18.01.2013

Reiner: „Jenen, die Hass säen, gilt es zu widerstehen“

Oberkirchenrätin mahnt Solidarität mit verfolgten MitbürgerInnen ein

Christinnen und Christen hätten heute die Aufgabe, sich gemeinsam mit den jüdischen Mitbürgerinnen und Mitbürgern schützend vor all jene zu stellen, die Verhöhnungen ausgesetzt sind und offensichtlich Unterstützung suchen und brauchen, sagte Oberkirchenrätin Hannelore Reiner beim Gottesdienst zum "Tag des Judentums" in Wien. (Foto: epdÖ/M.Uschmann)

Oberkirchenrätin mahnt Solidarität mit verfolgten MitbürgerInnen ein

Wien (epdÖ) – An das Schicksal der österreichischen Jüdinnen und Juden und die Rolle der Christinnen und Christen während der Nazi-Zeit erinnerte die evangelisch-lutherische Oberkirchenrätin Hannelore Reiner bei ihrer Predigt beim Gottesdienst des Ökumenischen Rates der Kirchen in Österreich anlässlich des „Tages des Judentums“ am 17. Jänner in Wien. Sie erinnerte daran, dass die Bewohnerinnen und Bewohner Jerusalems immer wieder durch fremde Eroberer in kriegerische Auseinandersetzungen involviert und furchtbaren Repressalien ausgesetzt waren.

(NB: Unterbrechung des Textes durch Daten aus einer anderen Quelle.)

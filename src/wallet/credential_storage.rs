// src/wallet/credential_storage.rs
//! Credential storage for the key-data directory.
//!
//! Signed credentials are stored one per file as pretty-printed JSON, exactly
//! as the identity agent returned them, so they can be handed to a verifier
//! unchanged.

use crate::models::credential::VerifiableCredential;
use crate::storage::json_store::JsonFile;
use crate::storage::StoreResult;
use std::path::{Path, PathBuf};

/// Output of the `issue` command.
pub const CREDENTIAL_FILE: &str = "credential.json";

/// Output of the `demo` command.
pub const GENERATED_CREDENTIAL_FILE: &str = "credential.generated.json";

/// File-backed storage for Verifiable Credentials.
///
/// # Note
/// Files are named by the caller; storing under an existing name replaces
/// the earlier credential.
pub struct CredentialStorage {
    dir: PathBuf,
}

impl CredentialStorage {
    /// Creates storage rooted at `dir`; the directory is created on first write.
    pub fn new(dir: impl Into<PathBuf>) -> Self {
        Self { dir: dir.into() }
    }

    pub fn path_of(&self, name: &str) -> PathBuf {
        self.dir.join(name)
    }

    /// Writes a credential to `<dir>/<name>` through a temp file and rename.
    ///
    /// # Returns
    /// The path written.
    pub async fn store_credential(
        &self,
        name: &str,
        credential: &VerifiableCredential,
    ) -> StoreResult<PathBuf> {
        let path = self.path_of(name);
        JsonFile::new(&path).write(credential).await?;
        Ok(path)
    }

    /// Reads `<dir>/<name>`.
    ///
    /// # Returns
    /// - `Some(credential)` if the file exists and parses as JSON
    /// - `None` if the file does not exist
    pub async fn get_credential(&self, name: &str) -> StoreResult<Option<VerifiableCredential>> {
        load_credential(&self.path_of(name)).await
    }

    pub async fn contains_credential(&self, name: &str) -> bool {
        tokio::fs::metadata(self.path_of(name))
            .await
            .map(|m| m.is_file())
            .unwrap_or(false)
    }
}

/// Loads a credential from any path.
pub async fn load_credential(path: &Path) -> StoreResult<Option<VerifiableCredential>> {
    Ok(JsonFile::new(path).read_value().await?.map(VerifiableCredential))
}

#[cfg(test)]
mod tests {
    use super::*;
    use crate::storage::StoreError;
    use serde_json::json;
    use tempfile::tempdir;

    fn credential(name: &str) -> VerifiableCredential {
        VerifiableCredential(json!({
            "credentialSubject": { "name": name },
            "proof": { "type": "JwtProof2020", "jwt": "a.b.c" }
        }))
    }

    #[tokio::test]
    async fn test_store_and_get() {
        let dir = tempdir().unwrap();
        let storage = CredentialStorage::new(dir.path().join("key-data"));

        assert!(!storage.contains_credential(CREDENTIAL_FILE).await);
        let path = storage.store_credential(CREDENTIAL_FILE, &credential("Alice")).await.unwrap();
        assert_eq!(path, dir.path().join("key-data").join(CREDENTIAL_FILE));
        assert!(storage.contains_credential(CREDENTIAL_FILE).await);

        let loaded = storage.get_credential(CREDENTIAL_FILE).await.unwrap().unwrap();
        assert_eq!(loaded, credential("Alice"));
    }

    #[tokio::test]
    async fn test_store_overwrites() {
        let dir = tempdir().unwrap();
        let storage = CredentialStorage::new(dir.path());
        storage.store_credential(GENERATED_CREDENTIAL_FILE, &credential("Old")).await.unwrap();
        storage.store_credential(GENERATED_CREDENTIAL_FILE, &credential("New")).await.unwrap();

        let loaded = storage.get_credential(GENERATED_CREDENTIAL_FILE).await.unwrap().unwrap();
        assert_eq!(loaded.as_value()["credentialSubject"]["name"], "New");
    }

    #[tokio::test]
    async fn test_load_rejects_malformed_file() {
        let dir = tempdir().unwrap();
        let path = dir.path().join("bad.json");
        std::fs::write(&path, "not json").unwrap();
        assert!(matches!(load_credential(&path).await, Err(StoreError::Json { .. })));
    }
}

„Auch österreichische Christinnen und Christen haben in den Märztagen vor 75 Jahren in Wien und anderswo jüdische Frauen und Männer jeden Alters verspottet und verhöhnt“, sagte Reiner. „Immer neu ist da zu fragen: Wo waren die Christinnen und Christen, die entschieden und klar ihr Nein gesagt haben? Wo waren jene, die sich schützend und bergend vor ihre Mitbürgerinnen und Mitbürger gestellt haben?“ Zwar habe es sie gegeben, räumte die Oberkirchenrätin ein, allerdings seien es zu wenige gewesen, um eine tatsächliche Schutzmacht zu bilden.

Die zunehmenden Attacken gegen jüdische Mitbürgerinnen und Mitbürger in den vergangenen Monaten – die Zahl der gemeldeten Vorfälle verdoppelte sich von 71 im Jahr 2011 auf 135 im Jahr 2012 – verurteilte Reiner deutlich. Christinnen und Christen hätten heute die Aufgabe, sich gemeinsam mit den jüdischen Mitbürgerinnen und Mitbürgern schützend vor all jene zu stellen, die solchen Verhöhnungen ausgesetzt sind und offensichtlich Unterstützung suchen und brauchen. „Jenen aber, die neuen Hass säen, gilt es zu widerstehen, jeder und jede an dem Platz, wo er und sie hingestellt ist.“

„Wir befinden uns in einer Situation, in der die Gewaltbereitschaft insgesamt steigt“, betonte auch der Wiener Weihbischof Franz Scharl. Auch wenn die Ursachen für diese Gewaltbereitschaft nicht immer nachvollziehbar wären, sei jeder Einzelne dazu aufgerufen, dort Zivilcourage zu zeigen, wo die Möglichkeit dazu bestehe. Wie in vielen anderen Fällen, so Scharl weiter, gehe es letztlich um eine Begegnung unter Menschen. Durch die gegenseitige Anerkennung wäre auch hier viel gewonnen, zeigt sich der Weihbischof überzeugt und sieht darin, dass der „Tag des Judentums“ unmittelbar vor der Einheit der christlichen Kirchen gefeiert wird, ein „wunderbares Zeichen für die gemeinsame Wurzel, aus der wir kommen“.

Als mögliches Zeichen sieht Scharl auch die „Steine der Erinnerung“, die die Erinnerung an die Opfer des Holocausts wachhalten sollen. Bisher seien solche Steine jedoch erst vor zwei Wiener Kirchen, der Kirche St. Nepomuk und der Kirche am Tabor, angebracht worden, erklärte der Weihbischof.

Auch ÖRKÖ-Vorsitzender Bischofsvikar Nicolae Dura ist „froh darüber“, dass der Gottesdienst als Erinnerung an gemeinsame Wurzeln dient. So sei das Judentum immer „sehr bereichernd für alle Christen“. Dura erkannte in der Veranstaltung jedoch nicht nur einen „wichtigen Rückblick in unsere Vergangenheit“, sondern auch eine Perspektive für die Zukunft und ein besseres Zusammenleben. So müsse die zunehmende Anzahl diskriminierender Vorfälle „uns Christen davon überzeugen, dass wir gemeinsam etwas bewegen müssen“, wie Dura nach einer kurzen gemeinsamen Andacht am „Stein der Erinnerung“ erklärte.